20th-century commentators attacked the social discrimination of ‘consumption’ language [devouring, digesting]. Janice Radway’s ‘Reading is Not Eating’ (1986), for example, exposed elitist attitudes towards readers of popular romance, showing how metaphors can structure contemporary prejudice. The opposition between digesting and devouring became an unfashionable one after the 1980s, laden with politically incorrect connotations.
This defensiveness about popular reading now coincides with another phenomenon: the fear that reading might lose its cultural potency completely. This is why the language of reading-as-devouring is rehabilitated, with its unprecedented positive spin. ‘Devouring’ is reclaimed because, at its base, it signifies interest. And in a world where Facebook, WhatsApp and Netflix compete for our attention, any interest in good old-fashioned reading is encouraged at all costs.

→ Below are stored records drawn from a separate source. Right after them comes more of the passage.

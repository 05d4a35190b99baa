// SPDX-FileCopyrightText: 2026 Bruno Meilick
// SPDX-License-Identifier: LicenseRef-Naiad-FreeUse-NoCopy-NoDerivatives
//
// All rights reserved.
//
// This file is part of Naiad and is proprietary software.
// Unauthorized copying, modification, or distribution is prohibited.

//! Mutation operations for diagrams.
//!
//! Operations are applied with optimistic concurrency (revision checks) and
//! produce a minimal delta that the UI can use to refresh derived state.
//! A batch is transactional: either every op applies or the diagram is left
//! untouched.

use std::collections::{BTreeMap, HashSet};
use std::fmt;

use crate::model::{
    Column, Diagram, DiagramObject, EdgeId, NodeId, Point, RelationKind, Relationship, Size,
    TableNode,
};

#[derive(Debug, Clone, PartialEq)]
pub enum Op {
    AddTable {
        node_id: NodeId,
        name: String,
        position: Point,
    },
    RenameTable {
        node_id: NodeId,
        name: String,
    },
    MoveTable {
        node_id: NodeId,
        position: Point,
    },
    SetTableSize {
        node_id: NodeId,
        size: Option<Size>,
    },
    RemoveTable {
        node_id: NodeId,
    },
    AddColumn {
        node_id: NodeId,
        column: Column,
    },
    UpdateColumn {
        node_id: NodeId,
        index: usize,
        column: Column,
    },
    RemoveColumn {
        node_id: NodeId,
        index: usize,
    },
    Connect {
        edge_id: EdgeId,
        source_node_id: NodeId,
        target_node_id: NodeId,
        source_anchor: Option<String>,
        target_anchor: Option<String>,
    },
    SetRelationKind {
        edge_id: EdgeId,
        kind: RelationKind,
    },
    RemoveEdge {
        edge_id: EdgeId,
    },
}

#[derive(Debug, Clone, PartialEq, Eq)]
pub struct ApplyResult {
    pub new_rev: u64,
    pub applied: usize,
    pub delta: Delta,
}

/// Minimal delta describing which objects changed as the result of applying
/// ops. Intentionally coarse: added/removed/updated object refs only.
#[derive(Debug, Clone, PartialEq, Eq, Default)]
pub struct Delta {
    pub added: Vec<DiagramObject>,
    pub removed: Vec<DiagramObject>,
    pub updated: Vec<DiagramObject>,
}

#[derive(Debug, Default)]
struct DeltaBuilder {
    added: HashSet<DiagramObject>,
    removed: HashSet<DiagramObject>,
    updated: HashSet<DiagramObject>,
}

impl DeltaBuilder {
    fn record_added(&mut self, object: DiagramObject) {
        self.removed.remove(&object);
        self.updated.remove(&object);
        self.added.insert(object);
    }

    fn record_removed(&mut self, object: DiagramObject) {
        self.added.remove(&object);
        self.updated.remove(&object);
        self.removed.insert(object);
    }

    fn record_updated(&mut self, object: DiagramObject) {
        if self.added.contains(&object) || self.removed.contains(&object) {
            return;
        }
        self.updated.insert(object);
    }

    fn finish(self) -> Delta {
        let mut added = self.added.into_iter().collect::<Vec<_>>();
        let mut removed = self.removed.into_iter().collect::<Vec<_>>();
        let mut updated = self.updated.into_iter().collect::<Vec<_>>();

        added.sort();
        removed.sort();
        updated.sort();

        Delta {
            added,
            removed,
            updated,
        }
    }
}

pub fn apply_ops(
    diagram: &mut Diagram,
    base_rev: u64,
    ops: &[Op],
) -> Result<ApplyResult, ApplyError> {
    let current_rev = diagram.rev();
    if base_rev != current_rev {
        return Err(ApplyError::Conflict {
            base_rev,
            current_rev,
        });
    }

    if ops.is_empty() {
        return Ok(ApplyResult {
            new_rev: current_rev,
            applied: 0,
            delta: Delta::default(),
        });
    }

    let mut nodes = diagram.nodes().clone();
    let mut edges = diagram.edges().clone();
    let mut delta = DeltaBuilder::default();

    for op in ops {
        apply_op(&mut nodes, &mut edges, op, &mut delta)?;
    }

    *diagram.nodes_mut() = nodes;
    *diagram.edges_mut() = edges;
    diagram.bump_rev();
    let new_rev = diagram.rev();

    Ok(ApplyResult {
        new_rev,
        applied: ops.len(),
        delta: delta.finish(),
    })
}

fn apply_op(
    nodes: &mut BTreeMap<NodeId, TableNode>,
    edges: &mut BTreeMap<EdgeId, Relationship>,
    op: &Op,
    delta: &mut DeltaBuilder,
) -> Result<(), ApplyError> {
    match op {
        Op::AddTable {
            node_id,
            name,
            position,
        } => {
            if nodes.contains_key(node_id) {
                return Err(ApplyError::TableAlreadyExists {
                    node_id: node_id.clone(),
                });
            }
            nodes.insert(node_id.clone(), TableNode::new(name.clone(), *position));
            delta.record_added(DiagramObject::Table(node_id.clone()));
        }
        Op::RenameTable { node_id, name } => {
            let table = table_mut(nodes, node_id)?;
            table.set_name(name.clone());
            delta.record_updated(DiagramObject::Table(node_id.clone()));
        }
        Op::MoveTable { node_id, position } => {
            let table = table_mut(nodes, node_id)?;
            table.set_position(*position);
            delta.record_updated(DiagramObject::Table(node_id.clone()));
        }
        Op::SetTableSize { node_id, size } => {
            let table = table_mut(nodes, node_id)?;
            table.set_size(*size);
            delta.record_updated(DiagramObject::Table(node_id.clone()));
        }
        Op::RemoveTable { node_id } => {
            if nodes.remove(node_id).is_none() {
                return Err(ApplyError::TableNotFound {
                    node_id: node_id.clone(),
                });
            }
            // Cascade: drop every edge referencing the table in the same
            // application, so no frame ever holds a dangling endpoint.
            let touching = edges
                .iter()
                .filter(|(_, edge)| edge.touches(node_id))
                .map(|(edge_id, _)| edge_id.clone())
                .collect::<Vec<_>>();
            for edge_id in touching {
                edges.remove(&edge_id);
                delta.record_removed(DiagramObject::Edge(edge_id));
            }
            delta.record_removed(DiagramObject::Table(node_id.clone()));
        }
        Op::AddColumn { node_id, column } => {
            let table = table_mut(nodes, node_id)?;
            table.columns_mut().push(column.clone());
            delta.record_updated(DiagramObject::Table(node_id.clone()));
        }
        Op::UpdateColumn {
            node_id,
            index,
            column,
        } => {
            let table = table_mut(nodes, node_id)?;
            let len = table.columns().len();
            let slot = table.columns_mut().get_mut(*index).ok_or_else(|| {
                ApplyError::ColumnOutOfRange {
                    node_id: node_id.clone(),
                    index: *index,
                    len,
                }
            })?;
            *slot = column.clone();
            delta.record_updated(DiagramObject::Table(node_id.clone()));
        }
        Op::RemoveColumn { node_id, index } => {
            let table = table_mut(nodes, node_id)?;
            let len = table.columns().len();
            if *index >= len {
                return Err(ApplyError::ColumnOutOfRange {
                    node_id: node_id.clone(),
                    index: *index,
                    len,
                });
            }
            table.columns_mut().remove(*index);
            delta.record_updated(DiagramObject::Table(node_id.clone()));
        }
        Op::Connect {
            edge_id,
            source_node_id,
            target_node_id,
            source_anchor,
            target_anchor,
        } => {
            if edges.contains_key(edge_id) {
                return Err(ApplyError::EdgeAlreadyExists {
                    edge_id: edge_id.clone(),
                });
            }
            for node_id in [source_node_id, target_node_id] {
                if !nodes.contains_key(node_id) {
                    return Err(ApplyError::MissingEndpoint {
                        edge_id: edge_id.clone(),
                        node_id: node_id.clone(),
                    });
                }
            }
            edges.insert(
                edge_id.clone(),
                Relationship::new_with(
                    source_node_id.clone(),
                    target_node_id.clone(),
                    source_anchor.clone(),
                    target_anchor.clone(),
                    RelationKind::OneToOne,
                ),
            );
            delta.record_added(DiagramObject::Edge(edge_id.clone()));
        }
        Op::SetRelationKind { edge_id, kind } => {
            let edge = edges
                .get_mut(edge_id)
                .ok_or_else(|| ApplyError::EdgeNotFound {
                    edge_id: edge_id.clone(),
                })?;
            edge.set_kind(*kind);
            delta.record_updated(DiagramObject::Edge(edge_id.clone()));
        }
        Op::RemoveEdge { edge_id } => {
            if edges.remove(edge_id).is_none() {
                return Err(ApplyError::EdgeNotFound {
                    edge_id: edge_id.clone(),
                });
            }
            delta.record_removed(DiagramObject::Edge(edge_id.clone()));
        }
    }

    Ok(())
}

fn table_mut<'a>(
    nodes: &'a mut BTreeMap<NodeId, TableNode>,
    node_id: &NodeId,
) -> Result<&'a mut TableNode, ApplyError> {
    nodes.get_mut(node_id).ok_or_else(|| ApplyError::TableNotFound {
        node_id: node_id.clone(),
    })
}

#[derive(Debug, Clone, PartialEq, Eq)]
pub enum ApplyError {
    Conflict { base_rev: u64, current_rev: u64 },
    TableAlreadyExists { node_id: NodeId },
    TableNotFound { node_id: NodeId },
    EdgeAlreadyExists { edge_id: EdgeId },
    EdgeNotFound { edge_id: EdgeId },
    MissingEndpoint { edge_id: EdgeId, node_id: NodeId },
    ColumnOutOfRange { node_id: NodeId, index: usize, len: usize },
}

impl fmt::Display for ApplyError {
    fn fmt(&self, f: &mut fmt::Formatter<'_>) -> fmt::Result {
        match self {
            Self::Conflict {
                base_rev,
                current_rev,
            } => {
                write!(
                    f,
                    "stale base_rev (base_rev={base_rev}, current_rev={current_rev})"
                )
            }
            Self::TableAlreadyExists { node_id } => {
                write!(f, "table already exists (id={node_id})")
            }
            Self::TableNotFound { node_id } => write!(f, "table not found (id={node_id})"),
            Self::EdgeAlreadyExists { edge_id } => {
                write!(f, "edge already exists (id={edge_id})")
            }
            Self::EdgeNotFound { edge_id } => write!(f, "edge not found (id={edge_id})"),
            Self::MissingEndpoint { edge_id, node_id } => {
                write!(f, "edge {edge_id} references missing table {node_id}")
            }
            Self::ColumnOutOfRange {
                node_id,
                index,
                len,
            } => {
                write!(
                    f,
                    "column index {index} out of range for table {node_id} ({len} columns)"
                )
            }
        }
    }
}

impl std::error::Error for ApplyError {}

#[cfg(test)]
mod tests;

Ironically, however, the tendency to endorse any kind of reading as good reading fosters new assumptions about what good reading entails. ‘Devouring’ implies a certain tempo – it idealises the fast-paced reading experience. It also promotes a certain kind of writing, as the Guardian’s description of the Booker panel shows. If a book grips us, if it sucks us in like a Hollywood thriller, it’s doing its ‘job’. Any work that elicits a slower, more ruminative reading experience is cast as defective. Any reading strategy that resists or disrupts the linear drive of the page-turner is dismissed.